<<<<
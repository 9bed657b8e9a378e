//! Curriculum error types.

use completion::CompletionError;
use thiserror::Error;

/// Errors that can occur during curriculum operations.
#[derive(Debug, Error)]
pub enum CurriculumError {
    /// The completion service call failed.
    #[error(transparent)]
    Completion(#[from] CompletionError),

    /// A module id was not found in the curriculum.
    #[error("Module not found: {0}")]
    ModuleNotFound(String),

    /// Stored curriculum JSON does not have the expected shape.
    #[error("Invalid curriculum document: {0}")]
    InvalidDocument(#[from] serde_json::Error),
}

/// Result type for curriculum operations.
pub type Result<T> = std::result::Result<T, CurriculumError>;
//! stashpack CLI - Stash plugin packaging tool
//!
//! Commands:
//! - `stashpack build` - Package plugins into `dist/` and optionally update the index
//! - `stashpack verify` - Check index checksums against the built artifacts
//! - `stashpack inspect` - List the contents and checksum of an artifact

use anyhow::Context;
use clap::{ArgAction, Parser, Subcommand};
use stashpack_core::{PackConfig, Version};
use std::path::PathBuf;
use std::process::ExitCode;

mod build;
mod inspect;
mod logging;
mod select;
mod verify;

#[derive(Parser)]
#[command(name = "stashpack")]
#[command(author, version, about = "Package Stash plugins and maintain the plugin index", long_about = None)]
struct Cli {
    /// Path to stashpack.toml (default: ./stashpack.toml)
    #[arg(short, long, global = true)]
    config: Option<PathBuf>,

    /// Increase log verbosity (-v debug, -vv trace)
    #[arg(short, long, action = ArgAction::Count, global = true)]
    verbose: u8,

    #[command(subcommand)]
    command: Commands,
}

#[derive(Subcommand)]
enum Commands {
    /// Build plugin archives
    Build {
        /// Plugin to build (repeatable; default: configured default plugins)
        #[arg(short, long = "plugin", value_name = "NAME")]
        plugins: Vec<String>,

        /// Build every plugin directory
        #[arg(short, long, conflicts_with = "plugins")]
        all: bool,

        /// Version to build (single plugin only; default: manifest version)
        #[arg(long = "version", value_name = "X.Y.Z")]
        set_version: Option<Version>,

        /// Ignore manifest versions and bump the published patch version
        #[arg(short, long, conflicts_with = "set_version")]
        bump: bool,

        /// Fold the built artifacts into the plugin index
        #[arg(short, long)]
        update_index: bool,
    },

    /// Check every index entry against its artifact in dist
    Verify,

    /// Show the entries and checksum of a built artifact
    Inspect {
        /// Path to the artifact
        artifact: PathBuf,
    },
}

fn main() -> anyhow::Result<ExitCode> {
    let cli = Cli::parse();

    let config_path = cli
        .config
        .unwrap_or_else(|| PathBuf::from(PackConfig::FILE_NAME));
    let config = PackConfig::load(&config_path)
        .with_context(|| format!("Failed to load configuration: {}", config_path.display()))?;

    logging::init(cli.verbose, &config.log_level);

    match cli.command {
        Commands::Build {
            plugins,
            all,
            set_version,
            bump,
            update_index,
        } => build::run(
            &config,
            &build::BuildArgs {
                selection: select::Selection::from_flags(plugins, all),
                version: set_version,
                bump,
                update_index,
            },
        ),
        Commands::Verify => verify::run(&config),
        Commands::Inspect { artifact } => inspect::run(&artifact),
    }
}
>>>>
<<<<
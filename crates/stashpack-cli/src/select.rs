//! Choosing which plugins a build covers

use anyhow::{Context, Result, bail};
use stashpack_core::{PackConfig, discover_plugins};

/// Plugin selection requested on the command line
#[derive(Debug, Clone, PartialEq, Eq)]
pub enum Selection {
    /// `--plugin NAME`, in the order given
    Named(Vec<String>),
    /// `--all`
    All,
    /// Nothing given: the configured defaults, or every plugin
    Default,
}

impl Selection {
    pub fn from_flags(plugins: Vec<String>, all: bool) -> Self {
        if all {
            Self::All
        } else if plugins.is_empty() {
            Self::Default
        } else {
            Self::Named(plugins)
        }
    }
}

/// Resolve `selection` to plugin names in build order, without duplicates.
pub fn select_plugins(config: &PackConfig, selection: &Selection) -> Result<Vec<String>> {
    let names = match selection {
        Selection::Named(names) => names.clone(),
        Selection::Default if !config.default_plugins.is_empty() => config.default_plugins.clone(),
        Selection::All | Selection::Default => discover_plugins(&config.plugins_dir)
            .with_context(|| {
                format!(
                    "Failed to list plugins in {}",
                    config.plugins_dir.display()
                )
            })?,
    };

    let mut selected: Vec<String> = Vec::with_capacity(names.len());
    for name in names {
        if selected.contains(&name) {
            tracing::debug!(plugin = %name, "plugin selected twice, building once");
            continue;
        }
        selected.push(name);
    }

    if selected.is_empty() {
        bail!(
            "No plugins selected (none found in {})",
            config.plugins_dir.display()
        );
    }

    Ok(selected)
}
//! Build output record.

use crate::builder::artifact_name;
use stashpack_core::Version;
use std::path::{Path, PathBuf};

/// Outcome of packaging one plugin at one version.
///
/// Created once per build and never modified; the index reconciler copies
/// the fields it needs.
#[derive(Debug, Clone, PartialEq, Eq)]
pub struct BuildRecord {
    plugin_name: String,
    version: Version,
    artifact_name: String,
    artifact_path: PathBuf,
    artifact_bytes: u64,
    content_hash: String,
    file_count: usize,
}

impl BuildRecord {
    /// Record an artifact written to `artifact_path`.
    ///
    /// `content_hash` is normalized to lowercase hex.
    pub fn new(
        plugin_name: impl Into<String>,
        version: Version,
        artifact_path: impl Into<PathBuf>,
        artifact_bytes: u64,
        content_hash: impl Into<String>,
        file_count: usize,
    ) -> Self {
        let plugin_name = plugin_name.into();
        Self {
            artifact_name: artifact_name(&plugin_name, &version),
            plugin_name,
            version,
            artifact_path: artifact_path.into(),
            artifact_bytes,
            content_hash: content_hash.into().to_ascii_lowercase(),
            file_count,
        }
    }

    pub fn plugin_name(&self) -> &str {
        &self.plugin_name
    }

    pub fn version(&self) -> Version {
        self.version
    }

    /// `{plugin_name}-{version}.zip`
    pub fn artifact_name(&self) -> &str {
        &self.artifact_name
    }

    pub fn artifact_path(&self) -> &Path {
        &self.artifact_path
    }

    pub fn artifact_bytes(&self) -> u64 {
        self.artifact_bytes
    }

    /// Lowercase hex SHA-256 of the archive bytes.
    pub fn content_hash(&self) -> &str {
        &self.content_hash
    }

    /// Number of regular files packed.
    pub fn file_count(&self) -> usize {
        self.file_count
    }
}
>>>>
Activity | From the listing, copy every line where the string "CurriculumError" appears.

Written reply |
pub enum CurriculumError {
pub type Result<T> = std::result::Result<T, CurriculumError>;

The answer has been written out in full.